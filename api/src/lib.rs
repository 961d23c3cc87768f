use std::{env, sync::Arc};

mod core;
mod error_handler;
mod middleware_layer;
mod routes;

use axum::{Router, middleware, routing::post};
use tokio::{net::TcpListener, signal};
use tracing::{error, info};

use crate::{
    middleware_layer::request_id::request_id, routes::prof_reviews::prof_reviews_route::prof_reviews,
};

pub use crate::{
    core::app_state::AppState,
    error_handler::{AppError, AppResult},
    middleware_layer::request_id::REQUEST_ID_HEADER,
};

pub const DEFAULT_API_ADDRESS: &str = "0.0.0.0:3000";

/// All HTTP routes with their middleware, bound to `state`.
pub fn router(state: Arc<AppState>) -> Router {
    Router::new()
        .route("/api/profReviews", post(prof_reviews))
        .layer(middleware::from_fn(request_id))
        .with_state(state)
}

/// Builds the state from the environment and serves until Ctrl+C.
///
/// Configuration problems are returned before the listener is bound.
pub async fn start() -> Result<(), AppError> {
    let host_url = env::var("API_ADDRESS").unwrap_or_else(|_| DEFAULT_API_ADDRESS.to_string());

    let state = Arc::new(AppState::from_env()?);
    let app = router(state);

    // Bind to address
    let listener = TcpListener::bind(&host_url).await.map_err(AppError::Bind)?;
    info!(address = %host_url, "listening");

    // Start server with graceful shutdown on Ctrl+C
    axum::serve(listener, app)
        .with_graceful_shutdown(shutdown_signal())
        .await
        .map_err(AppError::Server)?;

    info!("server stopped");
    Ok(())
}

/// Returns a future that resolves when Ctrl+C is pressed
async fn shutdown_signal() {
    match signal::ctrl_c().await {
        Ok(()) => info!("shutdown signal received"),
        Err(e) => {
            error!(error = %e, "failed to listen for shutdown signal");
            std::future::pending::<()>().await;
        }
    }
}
──────
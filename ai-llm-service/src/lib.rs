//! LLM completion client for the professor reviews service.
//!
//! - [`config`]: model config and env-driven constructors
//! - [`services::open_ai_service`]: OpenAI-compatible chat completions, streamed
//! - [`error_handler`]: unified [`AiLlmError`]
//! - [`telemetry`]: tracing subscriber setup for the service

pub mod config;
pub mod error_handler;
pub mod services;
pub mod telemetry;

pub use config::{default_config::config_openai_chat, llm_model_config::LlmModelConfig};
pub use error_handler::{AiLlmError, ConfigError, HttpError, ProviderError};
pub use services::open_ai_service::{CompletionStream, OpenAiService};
──────
Exercise details
Every line containing the string "AiLlmError" should be pulled from the listing and copied.

Task output
//! - [`error_handler`]: unified [`AiLlmError`]
pub use error_handler::{AiLlmError, ConfigError, HttpError, ProviderError};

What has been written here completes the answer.